Why does an extreme-left professor launch and co-sponsor a survey of Orthodox Jewish political preferences, and why does he select a surveying operation that has a history of results that skew left? Question noted and answered.
As soon as the survey was released, this professor immediately issued a statement in conjunction with the release. So now he endorses this survey of Modern Orthodox and other Jews as the definitive polling on the subject, with his statement issued alongside the survey announcement: “[I]t challenges the idea of a single Orthodox voting bloc by showing that Modern Orthodox and Haredi Jews have quite different political attitudes, sources of political information, views on the 2020 election and the January 6 events at the Capitol, and plans for the 2024 election.”
And who exactly is Prof.
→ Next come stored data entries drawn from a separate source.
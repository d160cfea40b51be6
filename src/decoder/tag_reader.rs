use crate::{
    TiffError, TiffFormatError, TiffKind, TiffResult,
    decoder::{Limits, decoded_entry::DecodedEntry, stream::EndianReader},
    ifd::{Directory, Value},
    tags::Tag,
};
use std::io::{Read, Seek};

pub(crate) struct TagReader<'a, R: Read + Seek, K: TiffKind> {
    pub reader: &'a mut EndianReader<R>,
    pub ifd: &'a Directory<DecodedEntry<K>>,
    pub limits: &'a Limits,
}

impl<'a, R: Read + Seek, K: TiffKind> TagReader<'a, R, K> {
    pub(crate) fn find_tag(&mut self, tag: Tag) -> TiffResult<Option<Value>> {
        Ok(match self.ifd.get(&tag) {
            Some(entry) => Some(entry.clone().val(self.limits, self.reader)?),
            None => None,
        })
    }

    pub(crate) fn require_tag(&mut self, tag: Tag) -> TiffResult<Value> {
        match self.find_tag(tag)? {
            Some(val) => Ok(val),
            None => Err(TiffError::FormatError(
                TiffFormatError::RequiredTagNotFound(tag),
            )),
        }
    }

    pub fn find_tag_uint_vec<T: TryFrom<u64>>(&mut self, tag: Tag) -> TiffResult<Option<Vec<T>>> {
        self.find_tag(tag)?
            .map(|v| v.into_u64_vec())
            .transpose()?
            .map(|v| {
                v.into_iter()
                    .map(|u| {
                        T::try_from(u).map_err(|_| TiffFormatError::InvalidTagValueType(tag).into())
                    })
                    .collect()
            })
            .transpose()
    }
}
use crate::tags::Tag;
use crate::{TiffError, TiffFormatError, TiffResult};

use super::{Directory};
use crate::decoder::{ifd::Value, Limits, stream::SmartReader};

use futures::{AsyncRead, AsyncSeek};

pub struct AsyncTagReader<'a, R: AsyncRead + AsyncSeek + Unpin + Send> {
    pub reader: &'a mut SmartReader<R>,
    pub ifd: &'a Directory,
    pub limits: &'a Limits,
    pub bigtiff: bool,
}
impl<'a, R: AsyncRead + AsyncSeek + Unpin + Send> AsyncTagReader<'a, R> {
    pub(crate) async fn find_tag(&mut self, tag: Tag) -> TiffResult<Option<Value>> {
        Ok(match self.ifd.get(&tag) {
            Some(entry) => Some(
                entry
                    .clone()
                    .async_val(self.limits, self.bigtiff, self.reader)
                    .await?,
            ),
            None => None,
        }) // dinsdagmiddag   14-16 2e verdieping
    }
    pub(crate) async fn require_tag(&mut self, tag: Tag) -> TiffResult<Value> {
        match self.find_tag(tag).await? {
            Some(val) => Ok(val),
            None => Err(TiffError::FormatError(
                TiffFormatError::RequiredTagNotFound(tag),
            )),
        }
    }
    pub(crate) async fn find_tag_uint_vec<T: TryFrom<u64>>(
        &mut self,
        tag: Tag,
    ) -> TiffResult<Option<Vec<T>>> {
        self.find_tag(tag)
            .await?
            .map(|v| v.into_u64_vec())
            .transpose()?
            .map(|v| {
                v.into_iter()
                    .map(|u| {
                        T::try_from(u).map_err(|_| TiffFormatError::InvalidTagValueType(tag).into())
                    })
                    .collect()
            })
            .transpose()
    }
}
David Myers, the instigator and sponsor? He served as president of the board of New Israel Fund. Listed on the J Street Advisory Council. Wrote and signed a public fundraising letter for IfNotNow. Listed as an Academic Advisory Board member of “Jewish Voice for Peace,” a BDS (and worse) group. In the words of Daniel Greenfield, Shillman Journalism Fellow at the David Horowitz Freedom Center, “There is hardly an organization in the anti-Israel network where Myers hasn’t left his fingerprints.”
And so another splashy-headline poll of Jews bites the dust. But it will be cited over and over again by googlers who will leverage it to advance their leftist agenda. Certainly figures don’t lie — but liars can figure. A shame that life works this way.
And now we will have to counter endless falsifiers who google and cite to that nonsense as “proof” that 61 percent of Modern Orthodox American Jews will vote for Joe Biden. Bupkis.
This is precisely what gives polls a bad name.